İnsan ruhunu ve zihnini geliştirmenin yolu kitap okumaktır, hem de çok okumaktır.
Bizler, geçmişten gelen birikimleri, yeni nesillere aktarmak gibi bir sorumluluk içindeyiz.
Aktarılmayan her bilgi, her düşünce yeni nesillere karşı yapılan suçtur. İngiliz şair
William Davenant’ın şu sözü manidardır “Kitaplar, kaybolmuş kafaların anıtlarıdır.”

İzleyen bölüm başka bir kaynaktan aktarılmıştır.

//! JSON shapes of the analytics service and their conversion into the
//! client's artifact types.

use crate::error::WorkflowError;
use crate::model::{
    CellValue, ClassificationMetrics, DatasetRevision, EdaArtifact, FillMethod, ModelFamily,
    ModelResult, ModelType, PreprocessOptions, ProcessedArtifact, RegressionMetrics,
    TabularArtifact, TrainOptions,
};
use base64::engine::general_purpose::STANDARD;
use base64::Engine as _;
use serde::{Deserialize, Serialize};
use std::collections::{BTreeMap, HashSet};

#[derive(Debug, Deserialize)]
pub(crate) struct PreviewDto {
    pub columns: Vec<String>,
    pub data: Vec<Vec<CellValue>>,
    pub shape: (usize, usize),
    #[serde(default)]
    pub preprocessing_steps: Option<Vec<String>>,
}

impl PreviewDto {
    pub fn into_table(self) -> Result<TabularArtifact, WorkflowError> {
        let (total_rows, total_cols) = self.shape;
        if total_cols != self.columns.len() {
            return Err(WorkflowError::Decode(format!(
                "shape reports {total_cols} columns but {} were sent",
                self.columns.len()
            )));
        }
        TabularArtifact::new(self.columns, self.data, Some(total_rows))
    }

    pub fn into_processed(self) -> Result<ProcessedArtifact, WorkflowError> {
        let steps = self.preprocessing_steps.clone().ok_or_else(|| {
            WorkflowError::Decode("preprocessing response lacks preprocessing_steps".into())
        })?;
        Ok(ProcessedArtifact {
            table: self.into_table()?,
            preprocessing_steps: steps,
            derived_from: DatasetRevision::default(),
        })
    }
}

#[derive(Debug, Serialize)]
pub(crate) struct PreprocessRequest<'a> {
    pub drop_columns: Vec<&'a str>,
    pub fill_na_method: FillMethod,
    pub fill_na_value: Option<f64>,
    pub normalize: bool,
    pub remove_outliers: bool,
    pub outlier_threshold: f64,
}

impl<'a> From<&'a PreprocessOptions> for PreprocessRequest<'a> {
    fn from(o: &'a PreprocessOptions) -> Self {
        Self {
            drop_columns: o.drop_columns.iter().map(String::as_str).collect(),
            fill_na_method: o.fill_method,
            fill_na_value: match o.fill_method {
                FillMethod::FixedValue => o.fill_value,
                _ => None,
            },
            normalize: o.normalize,
            remove_outliers: o.remove_outliers,
            outlier_threshold: o.outlier_threshold,
        }
    }
}

#[derive(Debug, Serialize)]
pub(crate) struct PredictRequest<'a> {
    pub model_type: ModelType,
    pub target_column: &'a str,
    pub feature_columns: &'a [String],
}

impl<'a> From<&'a TrainOptions> for PredictRequest<'a> {
    fn from(o: &'a TrainOptions) -> Self {
        Self {
            model_type: o.model_type,
            target_column: &o.target,
            feature_columns: &o.features,
        }
    }
}

#[derive(Debug, Deserialize)]
pub(crate) struct EdaDto {
    pub histograms: Option<String>,
    pub correlation_matrix: Option<String>,
    pub boxplots: Option<String>,
}

impl EdaDto {
    pub fn into_artifact(self) -> Result<EdaArtifact, WorkflowError> {
        Ok(EdaArtifact {
            histograms: decode_image("histograms", self.histograms)?,
            correlation_matrix: decode_image("correlation_matrix", self.correlation_matrix)?,
            boxplots: decode_image("boxplots", self.boxplots)?,
            generated_against: DatasetRevision::default(),
        })
    }
}

fn decode_image(field: &str, b64: Option<String>) -> Result<Option<Vec<u8>>, WorkflowError> {
    b64.map(|s| {
        STANDARD
            .decode(s.trim())
            .map_err(|e| WorkflowError::Decode(format!("{field} is not valid base64: {e}")))
    })
    .transpose()
}

#[derive(Debug, Deserialize)]
pub(crate) struct DownloadDto {
    pub csv_content: String,
}

#[derive(Debug, Deserialize)]
pub(crate) struct ModelInfoDto {
    #[serde(rename = "type")]
    pub model_type: ModelType,
    pub target: String,
    pub features: Vec<String>,
    #[serde(default)]
    pub intercept: Option<f64>,
    #[serde(default)]
    pub coefficients: BTreeMap<String, f64>,
    #[serde(default)]
    pub classes: Vec<CellValue>,
    #[serde(default)]
    pub feature_importance: BTreeMap<String, f64>,
}

#[derive(Debug, Deserialize)]
pub(crate) struct PredictDto {
    #[serde(default)]
    pub prediction: Option<f64>,
    #[serde(default)]
    pub predictions: Vec<f64>,
    pub metrics: serde_json::Map<String, serde_json::Value>,
    pub model_info: ModelInfoDto,
    #[serde(default)]
    pub model_filename: Option<String>,
}

impl PredictDto {
    pub fn into_result(self) -> Result<ModelResult, WorkflowError> {
        let info = self.model_info;
        let m = &self.metrics;
        let family = match info.model_type {
            ModelType::Regression => ModelFamily::Regression {
                metrics: RegressionMetrics {
                    mse: metric(m, "mse")?,
                    rmse: metric(m, "rmse")?,
                    mae: metric(m, "mae")?,
                    r2: metric(m, "r2")?,
                },
                intercept: info.intercept,
                coefficients: info.coefficients,
            },
            ModelType::Classification => ModelFamily::Classification {
                metrics: classification_metrics(m)?,
                classes: info.classes,
            },
            ModelType::RandomForest => {
                let features: HashSet<&str> = info.features.iter().map(String::as_str).collect();
                if let Some((name, v)) = info
                    .feature_importance
                    .iter()
                    .find(|(k, v)| !features.contains(k.as_str()) || !(0.0..=1.0).contains(*v))
                {
                    return Err(WorkflowError::Decode(format!(
                        "invalid importance {v} for feature '{name}'"
                    )));
                }
                ModelFamily::RandomForest {
                    metrics: classification_metrics(m)?,
                    classes: info.classes,
                    feature_importance: info.feature_importance,
                }
            }
        };
        Ok(ModelResult {
            target: info.target,
            features: info.features,
            family,
            folds: folds(m),
            next_prediction: self
                .prediction
                .or_else(|| self.predictions.last().copied()),
            predictions: self.predictions,
            model_filename: self.model_filename,
        })
    }
}

fn classification_metrics(
    m: &serde_json::Map<String, serde_json::Value>,
) -> Result<ClassificationMetrics, WorkflowError> {
    Ok(ClassificationMetrics {
        accuracy: metric(m, "accuracy")?,
        precision: metric(m, "precision")?,
        recall: metric(m, "recall")?,
        f1: metric(m, "f1")?,
    })
}

/// Older backends report cross-validated metrics as `average_<name>`.
fn metric(m: &serde_json::Map<String, serde_json::Value>, name: &str) -> Result<f64, WorkflowError> {
    m.get(name)
        .or_else(|| m.get(&format!("average_{name}")))
        .and_then(serde_json::Value::as_f64)
        .ok_or_else(|| WorkflowError::Decode(format!("metric '{name}' missing or not a number")))
}

fn folds(m: &serde_json::Map<String, serde_json::Value>) -> Vec<BTreeMap<String, f64>> {
    let Some(serde_json::Value::Array(folds)) = m.get("folds") else {
        return Vec::new();
    };
    folds
        .iter()
        .filter_map(serde_json::Value::as_object)
        .map(|fold| {
            fold.iter()
                .filter_map(|(k, v)| v.as_f64().map(|n| (k.clone(), n)))
                .collect()
        })
        .collect()
}

/// Pull a human-readable message out of an error body.
///
/// FastAPI sends `{"detail": "..."}` for raised errors and
/// `{"detail": [{"msg": "..."}, ...]}` for request validation failures.
pub(crate) fn error_detail(body: &[u8]) -> Option<String> {
    let v: serde_json::Value = serde_json::from_slice(body).ok()?;
    match v.get("detail")? {
        serde_json::Value::String(s) if !s.trim().is_empty() => Some(s.trim().to_string()),
        serde_json::Value::Array(items) => {
            let msgs: Vec<String> = items
                .iter()
                .filter_map(|i| match i {
                    serde_json::Value::String(s) => Some(s.clone()),
                    other => other.get("msg")?.as_str().map(str::to_string),
                })
                .collect();
            (!msgs.is_empty()).then(|| msgs.join("; "))
        }
        serde_json::Value::Object(o) => o.get("msg")?.as_str().map(str::to_string),
        _ => None,
    }
}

Okunası kitaplara yüz çevrilen günümüzde, ne yazık ki bir kitap baskısı, ortalama iki bin
civarındadır. “Bizlere görmediklerimizi gösterip duymadıklarımızı duyurduğu, bizden
önce gelmiş geçmiş milyonların -dönmemize imkân olmayan- dünyalarına götürdüğü
için, kitabı, çağlar arasında bir köprü, her derde deva ve faniliğe meydan okuyan bir
ölümsüz sayıyorum.”
Bir süredir genel yayın yönetmenimiz Recep Garip’in kitap okumayı teşvik için yazdığı
yazıları ve yaptığı konuşmaları desteklemek maksadıyla kitap okumayı sevdirmek,
alıştırmak, tahlilini yapabilmek için, öncelikle okurlarımızı göreve davet ediyorum. Kitap
okuma alışkanlıkları dergi okuyarak, okutarak başlatılabilir.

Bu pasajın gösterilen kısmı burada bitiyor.